Wednesday, 3 July 2013

Excuse Me While I Have A Rant...

I'm feeling a little peeved. Actually, I'm rather more than peeved. I'm seriously irritated. And annoyed.

Yet again, a politician has decided that the "long" school Summer holiday is considered fair game, and has called for us to shorten the Summer so that we remain competitive. Quite apart from the fact that a politician decrying a long Summer holiday is actually rather ironic, ("calling black kettle pot" - rearrange to form a well-known phrase) it is also inaccurate.

Some years, state schools get a full six weeks in the Summer. More often than not, it's five and a half, very occasionally just five. I am prepared to admit that the staggered start at the beginning of the Autumn term does make it longer for some students (and, as a teacher, I guess I'm biased.)

Chris Skidmore MP claims that children need shorter holidays because they "forget" everything over the break, and this lowers academic progress. He also thinks children find long holidays tedious.

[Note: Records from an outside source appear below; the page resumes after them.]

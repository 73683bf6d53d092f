//! Raw VMX instruction wrappers.
//!
//! Grounded on `VmxInstructionError`'s numbering from the pack's
//! `lkdWind-x86_vcpu` vmx-definitions file; the instructions themselves are
//! emitted as raw mnemonics rather than routed through a crate API because
//! the wrapper only needs to know the flags-based success/failure
//! convention common to every VMX instruction (SDM Vol. 3C 30.2).

use core::fmt;

/// VM-instruction error numbers (SDM Vol. 3C, 30.4), read back from VMCS
/// field `VM_INSTRUCTION_ERROR` (0x4400) after a VMfailValid.
#[derive(Clone, Copy, PartialEq, Eq)]
pub struct VmxInstructionError(pub u32);

impl VmxInstructionError {
    pub fn as_str(&self) -> &'static str {
        match self.0 {
            0 => "OK",
            1 => "VMCALL executed in VMX root operation",
            2 => "VMCLEAR with invalid physical address",
            3 => "VMCLEAR with VMXON pointer",
            4 => "VMLAUNCH with non-clear VMCS",
            5 => "VMRESUME with non-launched VMCS",
            7 => "VM entry with invalid control field(s)",
            8 => "VM entry with invalid host-state field(s)",
            9 => "VMPTRLD with invalid physical address",
            10 => "VMPTRLD with VMXON pointer",
            11 => "VMPTRLD with incorrect VMCS revision identifier",
            12 => "VMREAD/VMWRITE from/to unsupported VMCS component",
            13 => "VMWRITE to read-only VMCS component",
            28 => "Invalid operand to INVEPT/INVVPID",
            _ => "[other]",
        }
    }
}

impl fmt::Debug for VmxInstructionError {
    fn fmt(&self, f: &mut fmt::Formatter<'_>) -> fmt::Result {
        write!(f, "VmxInstructionError({}, {:?})", self.0, self.as_str())
    }
}

#[derive(Debug, Clone, Copy, PartialEq, Eq)]
pub enum VmxResult {
    Ok,
    /// VMfailInvalid — no current VMCS, error number unavailable.
    FailInvalid,
    /// VMfailValid — error number is in `VM_INSTRUCTION_ERROR`.
    FailValid,
}

/// Decode RFLAGS.{CF,ZF} per the VMX success/failure convention shared by
/// every instruction in this module: CF=1 -> FailInvalid, ZF=1 -> FailValid.
#[inline]
fn result_from_flags(flags: u64) -> VmxResult {
    const CF: u64 = 1 << 0;
    const ZF: u64 = 1 << 6;
    if flags & CF != 0 {
        VmxResult::FailInvalid
    } else if flags & ZF != 0 {
        VmxResult::FailValid
    } else {
        VmxResult::Ok
    }
}

/// # Safety
/// Must be called in VMX root operation with `region` a valid, zeroed,
/// revision-stamped 4 KiB-aligned physical page.
#[inline]
pub unsafe fn vmxon(region: u64) -> VmxResult {
    let flags: u64;
    core::arch::asm!(
        "vmxon [{region}]",
        "pushfq", "pop {flags}",
        region = in(reg) &region,
        flags = out(reg) flags,
        options(nostack),
    );
    result_from_flags(flags)
}

/// # Safety
/// Must be called in VMX root operation.
#[inline]
pub unsafe fn vmxoff() {
    core::arch::asm!("vmxoff", options(nostack, nomem));
}

/// # Safety
/// `vmcs_pa` must be a valid, revision-stamped VMCS physical address.
#[inline]
pub unsafe fn vmclear(vmcs_pa: u64) -> VmxResult {
    let flags: u64;
    core::arch::asm!(
        "vmclear [{pa}]",
        "pushfq", "pop {flags}",
        pa = in(reg) &vmcs_pa,
        flags = out(reg) flags,
        options(nostack),
    );
    result_from_flags(flags)
}

/// # Safety
/// `vmcs_pa` must be a valid, cleared VMCS physical address.
#[inline]
pub unsafe fn vmptrld(vmcs_pa: u64) -> VmxResult {
    let flags: u64;
    core::arch::asm!(
        "vmptrld [{pa}]",
        "pushfq", "pop {flags}",
        pa = in(reg) &vmcs_pa,
        flags = out(reg) flags,
        options(nostack),
    );
    result_from_flags(flags)
}

/// # Safety
/// `field` must be a valid VMCS field encoding; a VMCS must be loaded.
#[inline]
pub unsafe fn vmread(field: u32) -> (u64, VmxResult) {
    let value: u64;
    let flags: u64;
    core::arch::asm!(
        "vmread {value}, {field}",
        "pushfq", "pop {flags}",
        field = in(reg) field as u64,
        value = out(reg) value,
        flags = out(reg) flags,
        options(nostack, nomem),
    );
    (value, result_from_flags(flags))
}

/// # Safety
/// `field` must be a valid, writable VMCS field encoding; a VMCS must be
/// loaded.
#[inline]
pub unsafe fn vmwrite(field: u32, value: u64) -> VmxResult {
    let flags: u64;
    core::arch::asm!(
        "vmwrite {field}, {value}",
        "pushfq", "pop {flags}",
        field = in(reg) field as u64,
        value = in(reg) value,
        flags = out(reg) flags,
        options(nostack, nomem),
    );
    result_from_flags(flags)
}

/// # Safety
/// A loaded, initialized VMCS must be present; this never returns on
/// success (control transfers to the guest).
#[inline]
pub unsafe fn vmlaunch() -> VmxResult {
    let flags: u64;
    core::arch::asm!(
        "vmlaunch",
        "pushfq", "pop {flags}",
        flags = out(reg) flags,
        options(nostack),
    );
    result_from_flags(flags)
}

/// # Safety
/// A loaded, launched VMCS must be present; this only returns on failure
/// (control transfers to the guest on success, back to the host on exit).
#[inline]
pub unsafe fn vmresume() -> VmxResult {
    let flags: u64;
    core::arch::asm!(
        "vmresume",
        "pushfq", "pop {flags}",
        flags = out(reg) flags,
        options(nostack),
    );
    result_from_flags(flags)
}

/// Read the current `VM_INSTRUCTION_ERROR` field (0x4400) after a
/// `VmxResult::FailValid`.
///
/// # Safety
/// A VMCS must be loaded.
#[inline]
pub unsafe fn vm_instruction_error() -> VmxInstructionError {
    const VM_INSTRUCTION_ERROR: u32 = 0x4400;
    let (v, _) = vmread(VM_INSTRUCTION_ERROR);
    VmxInstructionError(v as u32)
}

/// INVEPT single-context invalidation (section 4.E step 4).
///
/// # Safety
/// `eptp` must identify a valid EPT pointer.
#[inline]
pub unsafe fn invept_single_context(eptp: u64) {
    #[repr(C, align(16))]
    struct Descriptor {
        eptp: u64,
        reserved: u64,
    }
    let desc = Descriptor { eptp, reserved: 0 };
    core::arch::asm!(
        "invept {rcx}, [{desc}]",
        rcx = in(reg) 1u64, // type 1 = single-context
        desc = in(reg) &desc,
        options(nostack),
    );
}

Well, I've been a teacher for longer than he's been an MP and I can vouch for the fact that, should you ask a student what work they did before the weekend, most of them would have forgotten it. This is the reason that lessons start with a recap of what we did before. It's well-known that repeating things over and over again helps to improve retention. "Forgetting" stuff over the Summer isn't actually a problem. Children (and teachers) need to have a break from academic work.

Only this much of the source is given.